Globally, regulators have been working towards a G20 agenda of introducing new registration and reporting rules for hedge fund managers. Both the Alternative Investment Fund Managers Directive (AIFMD) in the European Union and the Dodd-Frank Wall Street Reform and Consumer Protection Act in the United States are seeking to enhance the flow of information from the hedge funds. The wide-reaching Foreign Account Tax Compliance Act (FATCA) in the United States also poses enhanced compliance requirements from the hedge funds.
These new regulations have thrown open a window of employment opportunity in the hedge fund industry.
Recent Report
In May 2012, KPMG and Alternative Investment Management Association released a report titled, The Evolution of an Industry after conducting various surveys and structured interviews with hedge fund managers from around the globe. The objective of this study was to obtain insights and opinions from hedge fund managers with respect to a wide range of timely, industry-related topics, including the growing emphasis on transparency and due diligence and ongoing regulatory challenges.
Increased Compliance. Increased Headcount.
The survey results revealed that, regardless of hedge fund size, nine out of ten hedge fund respondents reported an increased demand for regulatory compliance by investors.
The survey also found that eight out of nine hedge fund respondents reported they had to increase their employee headcount to accommodate this new demand from investors and that many of the managers were expecting to continue to hire more people over the next two years in the area of regulatory compliance.
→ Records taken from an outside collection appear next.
//! CLI command implementations

mod config;
mod control;
mod info;
mod run;
mod status;
mod unit;

pub use config::{ConfigArgs, config};
pub use control::{ResolutionArgs, disable, enable, set_resolution, toggle};
pub use info::info;
pub use run::{RunArgs, run};
pub use status::{StatusArgs, status};
pub use unit::unit;

use anyhow::{Context, Result};
use camerabridge_core::ServiceConfig;
use camerabridge_core::config::default_path;
use camerabridge_core::ipc::{IpcClient, resolve_socket_path};
use std::path::PathBuf;
use tracing::warn;

/// Options shared by all commands
pub struct GlobalArgs {
    pub config: Option<PathBuf>,
    pub socket: Option<PathBuf>,
}

impl GlobalArgs {
    /// Configuration file in use
    pub fn config_path(&self) -> PathBuf {
        self.config.clone().unwrap_or_else(default_path)
    }

    /// Load and validate the configuration
    pub fn load_config(&self) -> Result<ServiceConfig> {
        let path = self.config_path();
        ServiceConfig::load_from(&path)
            .with_context(|| format!("Failed to load configuration from {}", path.display()))
    }

    /// Control socket of the daemon
    pub fn socket_path(&self) -> PathBuf {
        if let Some(socket) = &self.socket {
            return socket.clone();
        }
        match self.load_config() {
            Ok(config) => resolve_socket_path(config.ipc.socket.as_deref()),
            Err(e) => {
                warn!("{:#}; using the default socket", e);
                resolve_socket_path(None)
            }
        }
    }

    /// Connect to the running daemon
    pub async fn connect(&self) -> Result<IpcClient> {
        let path = self.socket_path();
        IpcClient::connect_to(&path)
            .await
            .with_context(|| format!("Cannot reach the daemon at {}", path.display()))
    }
}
The costs associated with regulatory compliance in this new environment can be high and include everything from investments in technology to on-boarding new staff members with compliance-related skill sets. According to the survey, the more established firms (those with 100 employees or more) hired double the number of people hired by the entire sample group.
The survey also found that the larger hedge fund firms have the most compliance staff members. For firms with 25 to 99 staff, 11 percent work in compliance, compared to13 percent for firms with 100 or more employees.
The survey results indicate the majority of survey respondents have acknowledged the fact that they have moved into an era of increased regulation. Ten years ago, compliance personnel rarely met with investors. Today, investors talk to the Chief Operating Officer, the Chief Financial Officer, and the Compliance Officer.
Enhanced Due Diligence by Investors
Since 2008, there has been substantial increase in due diligence by investors. Some hedge fund managers indicated that they have significantly increased the number of face-to-face meetings they conduct in order to satisfy the dramatic rise in the number of requests by investors. Previously good performance meant that investors didn’t do such in-depth reviews. Today, reviews take six hours and will involve, not only board room presentations, but reviewing reports, speaking to staff on the floor, and looking at IT infrastructure.
The survey thus projects a good opportunity for hedge fund professionals, who need to support both increased regulatory compliance requirements, and increased investor demand for transparency and due diligence. With many hedge fund managers expecting the pressures associated with these new requirements to continue for the foreseeable future, a great employment opportunity has been thrown open for those who want to make a career in the high-profile hedge funds industry.